Alexandra Marinescu (born 19 March 1982) is a retired Romanian Olympic artistic gymnast. She is an Olympic bronze medalist with the team and a two-time world champion with the team. Individually, she is a world silver medalist on beam and a seven-time Junior European medalist. She currently works as a minimal electro DJ based in Bucharest.

==Biography==
Marinescu was born in Bucharest. During her career as a competitive gymnast, she competed under a falsified passport which listed her year of birth as 1981; her age was advanced by one year to make her age-eligible for the 1995 World Championships and the 1996 Olympics. Her year of birth is still listed as 1981 in the official F.I.G. database, however, Marinescu herself has stated that this is incorrect and she was born in 1982. In a 2002 interview, she revealed, "Without asking for his permission, but rather communicating him their decision, they told my father that they had to modify my age by changing in the passport the year when I was born. Instead of 1982 they wrote 1981. They explained to my father that it was my only chance to get to the Olympic Games."

==Gymnastics career==
As a young child, Marinescu was involved with swimming, but eventually switched over to gymnastics. Unlike many of her Romanian teammates, who transferred to the national training center in Deva as juniors, Marinescu spent the bulk of her career training at her home club, Triumf, in Bucharest with coach Eliza Stoica. She arrived at Deva in early 1996, during the buildup to the Atlanta Olympics.

As a result of the different training environment, Marinescu's gymnastics style stood out. She had long lines, elegant presentation and a sense of artistry that was missing from most routines crafted at Deva, but showed less difficulty in her tumbling and vaulting than Deva trained athletes such as Lavinia Miloșovici and Gina Gogean.

At the age of twelve, Marinescu was the European Junior Champion; the following year, she won the pre-Olympic test event in Atlanta. In 1996, she placed second on the balance beam at the World Championships and successfully defended her all-around title at the Junior European Championships. Leading into the 1996 Atlanta Olympics, Marinescu was touted as one of Romania's best chances for an individual medal, and was compared to legendary Romanian gymnast Nadia Comăneci by the media.

The Olympics proved to be a difficult competition for Marinescu. She contributed to the team bronze medal and qualified for the all-around final. However, coach Octavian Belu pulled her from the all-around and replaced her with teammate Simona Amânar. Belu's official reason, as given to the media, was that Marinescu did not "work hard enough." The real reason was far more likely Simona's massive 39.387 score in the All Around in Team Optionals, a score which would have won the All Around by 0.132 over Podkopayeva had she duplicated it in the All Around finals. Marinescu's only chance to shine at the Olympics came in the balance beam event final. She was the first competitor in the final, suffered two falls during her routine, and finished last with a score of 8.462.
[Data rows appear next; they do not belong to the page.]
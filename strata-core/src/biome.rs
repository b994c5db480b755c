//! The biome interface the core consumes.
//!
//! The biome catalog itself (presets, decorations, spawn tables) is an
//! external collaborator; the pipeline reads only a handful of scalars per
//! biome plus flags the surface rules branch on.

use std::sync::Arc;

use strata_utils::math::clamped_map;

/// Index into a [`BiomeCatalog`].
#[derive(Debug, Clone, Copy, PartialEq, Eq, Hash)]
pub struct BiomeId(pub u16);

/// Threshold below which the adjusted temperature freezes water.
const FREEZING_TEMPERATURE: f64 = 0.15;
/// Y above which temperature starts dropping with altitude.
const TEMPERATURE_DROP_START_Y: i32 = 80;
/// Temperature lost per block above the drop start.
const TEMPERATURE_DROP_PER_BLOCK: f64 = 0.00125;

/// The per-biome scalars the terrain core reads.
#[derive(Debug, Clone)]
pub struct Biome {
    /// Terrain anchor offset in depth units.
    pub depth: f64,
    /// Vertical feature stretch.
    pub scale: f64,
    /// Base temperature at low altitude.
    pub temperature: f64,
    /// Whether the depth/scale blend amplifies this biome's contribution.
    pub exaggerated: bool,
    /// Column-shape correction applied before surface rules.
    pub surface_correction: SurfaceCorrection,
}

/// Biome-driven column-shape corrections run by the surface pass.
#[derive(Debug, Clone, Copy, PartialEq, Eq)]
pub enum SurfaceCorrection {
    /// No correction.
    None,
    /// Eroded-badlands pillar extension.
    BadlandsPillars,
    /// Frozen-ocean iceberg and snow extension.
    Icebergs,
}

impl Biome {
    /// Altitude-adjusted temperature at the given Y.
    #[must_use]
    pub fn temperature_at(&self, y: i32) -> f64 {
        if y > TEMPERATURE_DROP_START_Y {
            self.temperature
                - f64::from(y - TEMPERATURE_DROP_START_Y) * TEMPERATURE_DROP_PER_BLOCK
        } else {
            self.temperature
        }
    }

    /// Whether standing water freezes at the given Y in this biome.
    #[must_use]
    pub fn is_freezing_at(&self, y: i32) -> bool {
        self.temperature_at(y) < FREEZING_TEMPERATURE
    }

    /// Relative weight of this biome in the depth/scale blend.
    ///
    /// Exaggerated biomes count double against flatter neighbors, pulling
    /// the blended anchor toward their declared depth.
    #[must_use]
    pub fn blend_amplification(&self) -> f64 {
        if self.exaggerated {
            clamped_map(self.depth, 0.0, 1.0, 1.0, 2.0)
        } else {
            1.0
        }
    }
}

/// Immutable biome catalog, constructed at startup and passed by reference.
#[derive(Debug, Clone)]
pub struct BiomeCatalog {
    biomes: Vec<Biome>,
}

impl BiomeCatalog {
    /// Builds a catalog from an ordered biome list.
    #[must_use]
    pub fn new(biomes: Vec<Biome>) -> Self {
        Self { biomes }
    }

    /// Looks up a biome; out-of-range ids resolve to the first entry.
    #[must_use]
    pub fn get(&self, id: BiomeId) -> &Biome {
        self.biomes
            .get(usize::from(id.0))
            .unwrap_or(&self.biomes[0])
    }
}

/// Pure positional biome lookup.
pub trait BiomeSource: Send + Sync {
    /// The biome claiming the given block position.
    fn biome_at(&self, x: i32, y: i32, z: i32) -> BiomeId;
}

/// A biome source returning one biome everywhere; the baseline for tests
/// and single-biome dimensions.
pub struct FixedBiomeSource {
    /// The biome returned for every position.
    pub biome: BiomeId,
}

impl BiomeSource for FixedBiomeSource {
    fn biome_at(&self, _x: i32, _y: i32, _z: i32) -> BiomeId {
        self.biome
    }
}

/// Shared handle to a biome source strategy.
pub type SharedBiomeSource = Arc<dyn BiomeSource>;
//! Mock servers for integration tests
//!
//! - WebSocket Live API server driven by per-connection scripts
//! - Credential endpoint built on wiremock lives in the test files themselves

// Allow dead code in test infrastructure - not every test binary uses every helper
#![allow(dead_code)]

pub mod live_mock;
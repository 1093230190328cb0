use std::path::PathBuf;
use std::sync::Arc;
use std::time::Duration;

use anyhow::anyhow;
use bytes::Bytes;
use clap::Parser;
use tokio::io::AsyncReadExt;
use tracing::{info, warn};
use tracing_subscriber::EnvFilter;

use interview_voice::{
    AppConfig, InterviewSession, NullAudioSink, SessionSnapshot, TurnCommit,
};

/// Interview voice client - runs one timed interview against the Live API
#[derive(Parser, Debug)]
#[command(name = "interview-voice")]
#[command(version, about, long_about = None)]
struct Cli {
    /// Path to configuration file (YAML)
    #[arg(short = 'c', long = "config", value_name = "FILE")]
    config: Option<PathBuf>,

    /// Raw PCM16LE mono file streamed as the candidate's microphone
    #[arg(short = 'i', long = "input", value_name = "FILE")]
    input: Option<PathBuf>,

    /// Microphone chunk length in milliseconds
    #[arg(long = "chunk-ms", default_value_t = 100)]
    chunk_ms: u64,

    /// Send chunks as fast as possible instead of in real time
    #[arg(long = "no-pacing")]
    no_pacing: bool,

    /// Write the final transcript as JSON
    #[arg(short = 'o', long = "transcript", value_name = "FILE")]
    transcript: Option<PathBuf>,
}

#[tokio::main]
async fn main() -> anyhow::Result<()> {
    // Load .env file if it exists (must be done before config loading)
    let _ = dotenvy::dotenv();

    tracing_subscriber::fmt()
        .with_env_filter(
            EnvFilter::try_from_default_env().unwrap_or_else(|_| EnvFilter::new("info")),
        )
        .init();

    // Must be installed before the first TLS handshake
    rustls::crypto::ring::default_provider()
        .install_default()
        .map_err(|_| anyhow!("Failed to install default crypto provider"))?;

    let cli = Cli::parse();
    if cli.chunk_ms == 0 {
        anyhow::bail!("--chunk-ms must be greater than zero");
    }

    let config = if let Some(config_path) = &cli.config {
        info!("Loading configuration from {}", config_path.display());
        AppConfig::from_file(config_path)?
    } else {
        AppConfig::from_env()?
    };

    let credentials = config.credential_provider()?;
    let input_sample_rate = config.live.input_sample_rate;
    let (session, mut commits) = InterviewSession::new(
        config.interview,
        config.live,
        credentials,
        Arc::new(NullAudioSink),
    )?;

    session.start().await?;
    info!("Interview started");

    let streamer = cli.input.clone().map(|path| {
        let session = session.clone();
        let pace = (!cli.no_pacing).then(|| Duration::from_millis(cli.chunk_ms));
        let chunk_bytes = chunk_size_bytes(input_sample_rate, cli.chunk_ms);
        tokio::spawn(async move {
            if let Err(e) = stream_pcm_file(&session, path, chunk_bytes, pace).await {
                warn!("Microphone stream stopped: {}", e);
            }
        })
    });

    let mut snapshots = session.subscribe();
    loop {
        tokio::select! {
            _ = tokio::signal::ctrl_c() => {
                info!("Interrupted, stopping interview");
                break;
            }
            Some(commit) = commits.recv() => print_commit(&commit),
            changed = snapshots.changed() => {
                if changed.is_err() || snapshots.borrow().ended.is_some() {
                    break;
                }
            }
        }
    }

    if let Some(handle) = streamer {
        handle.abort();
    }

    let summary = session.stop().await;
    while let Ok(commit) = commits.try_recv() {
        print_commit(&commit);
    }
    report(&summary);

    if let Some(path) = cli.transcript {
        let json = serde_json::to_string_pretty(&summary)?;
        tokio::fs::write(&path, json)
            .await
            .map_err(|e| anyhow!("Failed to write transcript to {}: {}", path.display(), e))?;
        info!("Transcript written to {}", path.display());
    }

    Ok(())
}

fn chunk_size_bytes(sample_rate: u32, chunk_ms: u64) -> usize {
    // 16-bit mono, rounded to whole samples
    let samples = (u64::from(sample_rate) * chunk_ms / 1000).max(1);
    (samples * 2) as usize
}

async fn stream_pcm_file(
    session: &InterviewSession,
    path: PathBuf,
    chunk_bytes: usize,
    pace: Option<Duration>,
) -> anyhow::Result<()> {
    let mut file = tokio::fs::File::open(&path)
        .await
        .map_err(|e| anyhow!("Failed to open {}: {}", path.display(), e))?;
    let mut ticker = pace.map(tokio::time::interval);
    let mut buf = vec![0u8; chunk_bytes];

    loop {
        let mut filled = 0;
        while filled < buf.len() {
            let n = file.read(&mut buf[filled..]).await?;
            if n == 0 {
                break;
            }
            filled += n;
        }
        if filled == 0 {
            info!("Microphone input exhausted");
            return Ok(());
        }
        if let Some(ticker) = ticker.as_mut() {
            ticker.tick().await;
        }
        session.push_audio(Bytes::copy_from_slice(&buf[..filled]));
    }
}

fn print_commit(commit: &TurnCommit) {
    for entry in &commit.entries {
        println!("[{}] {}", entry.role, entry.text);
    }
}

fn report(summary: &SessionSnapshot) {
    let reason = summary
        .ended
        .map(|r| r.to_string())
        .unwrap_or_else(|| "unknown".to_string());
    println!(
        "Interview ended ({}) after {}s: {} entries, {} questions",
        reason,
        summary.elapsed_ms / 1000,
        summary.transcript.len(),
        summary.question_count
    );
    if let Some(error) = &summary.error {
        println!("Error: {error}");
    }
}
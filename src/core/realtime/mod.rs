//! Realtime voice-session module.
//!
//! This module provides the connection layer for a long-lived bidirectional
//! audio/text session with a conversational speech model.
//!
//! # Architecture
//!
//! - `base` holds the error taxonomy, connection state and connection events
//! - `live` implements the Live API connection manager
//!
//! Events flow one way out of the connection manager over an unbounded
//! `mpsc` channel; state is published through a `watch` channel.
//!
//! # Example
//!
//! ```rust,ignore
//! use interview_voice::core::credentials::StaticCredentialProvider;
//! use interview_voice::core::realtime::{ConnectionEvent, LiveConfig, LiveConnection};
//!
//! #[tokio::main]
//! async fn main() {
//!     let provider = StaticCredentialProvider::shared("your-api-key", None);
//!     let (connection, mut events) = LiveConnection::new(LiveConfig::default(), provider).unwrap();
//!     connection.connect().await.unwrap();
//!
//!     while let Some(event) = events.recv().await {
//!         if let ConnectionEvent::OutputTranscription(text) = event {
//!             print!("{text}");
//!         }
//!     }
//! }
//! ```

mod base;
pub mod live;

pub use base::{
    ConnectionEvent, ConnectionState, SessionError, SessionResult, TranscriptRole,
};
pub use live::{LiveConfig, LiveConnection};
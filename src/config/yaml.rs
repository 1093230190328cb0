use serde::Deserialize;
use std::path::{Path, PathBuf};

use super::ConfigError;

/// Complete YAML configuration structure
///
/// All fields are optional to allow partial configuration. Values present in
/// the file override environment variables and defaults.
///
/// # Example YAML structure
/// ```yaml
/// credentials:
///   # Either a static key...
///   api_key: "your-api-key"
///   model: "models/gemini-2.5-flash-native-audio-preview-09-2025"
///   # ...or a token endpoint returning {"apiKey", "model"}
///   url: "https://backend.example.com/api/live/token"
///   bearer_token: "session-jwt"
///   ttl_seconds: 300
///   timeout_ms: 10000
///
/// live:
///   websocket_url: "wss://generativelanguage.googleapis.com/ws/..."
///   voice: "Puck"
///   system_instruction: "You are a friendly technical interviewer."
///   start_of_speech_sensitivity: high
///   end_of_speech_sensitivity: low
///   prefix_padding_ms: 300
///   silence_duration_ms: 1000
///   connect_timeout_ms: 15000
///   initial_retry_delay_ms: 2000
///   resume_retry_delay_ms: 1000
///   connection_ceiling_secs: 600
///   proactive_reconnect_fraction: 0.9
///
/// interview:
///   duration_secs: 900
///   wrap_up_lead_secs: 180
///   wrap_up_fallback_secs: 30
///   watchdog_timeout_ms: 4000
///   watchdog_tick_ms: 1000
///   kickoff_text: "Hello, I'm ready to begin the interview."
///   wrap_up_phrase: "Please wrap up the interview now."
///   recording_path: "/var/lib/interviews/candidate.wav"
/// ```
#[derive(Debug, Clone, Deserialize, Default)]
#[serde(default)]
pub struct YamlConfig {
    pub credentials: Option<CredentialsYaml>,
    pub live: Option<LiveYaml>,
    pub interview: Option<InterviewYaml>,
}

/// Credential source from YAML
#[derive(Clone, Deserialize, Default)]
#[serde(default)]
pub struct CredentialsYaml {
    pub api_key: Option<String>,
    pub model: Option<String>,
    pub url: Option<String>,
    pub bearer_token: Option<String>,
    pub ttl_seconds: Option<u64>,
    pub timeout_ms: Option<u64>,
}

impl std::fmt::Debug for CredentialsYaml {
    fn fmt(&self, f: &mut std::fmt::Formatter<'_>) -> std::fmt::Result {
        f.debug_struct("CredentialsYaml")
            .field("api_key", &self.api_key.as_ref().map(|_| "<redacted>"))
            .field("model", &self.model)
            .field("url", &self.url)
            .field("bearer_token", &self.bearer_token.as_ref().map(|_| "<redacted>"))
            .field("ttl_seconds", &self.ttl_seconds)
            .field("timeout_ms", &self.timeout_ms)
            .finish()
    }
}

/// Live connection settings from YAML
#[derive(Debug, Clone, Deserialize, Default)]
#[serde(default)]
pub struct LiveYaml {
    pub websocket_url: Option<String>,
    pub model: Option<String>,
    pub voice: Option<String>,
    pub system_instruction: Option<String>,
    pub start_of_speech_sensitivity: Option<String>,
    pub end_of_speech_sensitivity: Option<String>,
    pub prefix_padding_ms: Option<u32>,
    pub silence_duration_ms: Option<u32>,
    pub input_sample_rate: Option<u32>,
    pub connect_timeout_ms: Option<u64>,
    pub initial_retry_delay_ms: Option<u64>,
    pub resume_retry_delay_ms: Option<u64>,
    pub connection_ceiling_secs: Option<u64>,
    pub proactive_reconnect_fraction: Option<f64>,
}

/// Interview policy from YAML
#[derive(Debug, Clone, Deserialize, Default)]
#[serde(default)]
pub struct InterviewYaml {
    pub duration_secs: Option<u64>,
    pub wrap_up_lead_secs: Option<u64>,
    pub wrap_up_fallback_secs: Option<u64>,
    pub watchdog_timeout_ms: Option<u64>,
    pub watchdog_tick_ms: Option<u64>,
    pub kickoff_text: Option<String>,
    pub wrap_up_phrase: Option<String>,
    pub output_sample_rate: Option<u32>,
    pub recording_path: Option<PathBuf>,
}

impl YamlConfig {
    /// Load configuration from a YAML file
    ///
    /// # Errors
    /// Returns an error if:
    /// - The file cannot be read
    /// - The YAML is malformed
    /// - Fields have invalid types
    pub fn from_file(path: &Path) -> Result<Self, ConfigError> {
        let contents = std::fs::read_to_string(path).map_err(|e| ConfigError::Read {
            path: path.to_path_buf(),
            source: e,
        })?;

        let config: YamlConfig = serde_yaml::from_str(&contents)?;
        Ok(config)
    }
}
Marinescu continued training in 1997, representing Romania at such competitions as the American Cup. At the World Championships in Lausanne she shared in the team gold medal, however, once again, she was pulled from the all-around finals in favor of Amânar.

==Post-retirement==
Marinescu retired in early 1998, citing serious back problems. She has remained a public figure in Romanian gymnastics due to her outspoken criticism of the Deva coaches and training system. While former Romanian Gymnastics Federation president Adrian Stoica has denied Marinescu's allegations of abuse at Deva, many of her teammates have stepped forward in the Romanian press to corroborate and substantiate her claims.

Marinescu's experiences were detailed in the book Alexandra's Secrets, written by ProSport journalist Andrei Nourescu. The book, which was published in Romania in 2002, won the 2003 "Best Book of the Year" award from the Romanian Sports Press Association. An English-language translation entitled The Secrets of a Gymnast was released in the United States in January 2006.

Alexandra is currently doing some work as a DJ, playing Minimal. She has her own recurring radio show, called Nuances, on the internet radio DI.fm.

==Major results==
1997 World Championships: 1st team

1997 American Cup: 5th AA

1996 Olympics: 3rd team; 8th BB

1996 World Championships: 2nd BB

1996 European Championships: 1st AA (junior)

1995 World Championships: 1st team; 4th BB; 4th UB

1995 Olympic Test Event: 1st AA

1994 European Championships: 1st AA; 1st BB; 3rd FX; 6th VT (junior)

1994 Balkan Championships: 1st UB

1993 Balkan Championships: 1st FX; 1st BB; 2nd AA (junior)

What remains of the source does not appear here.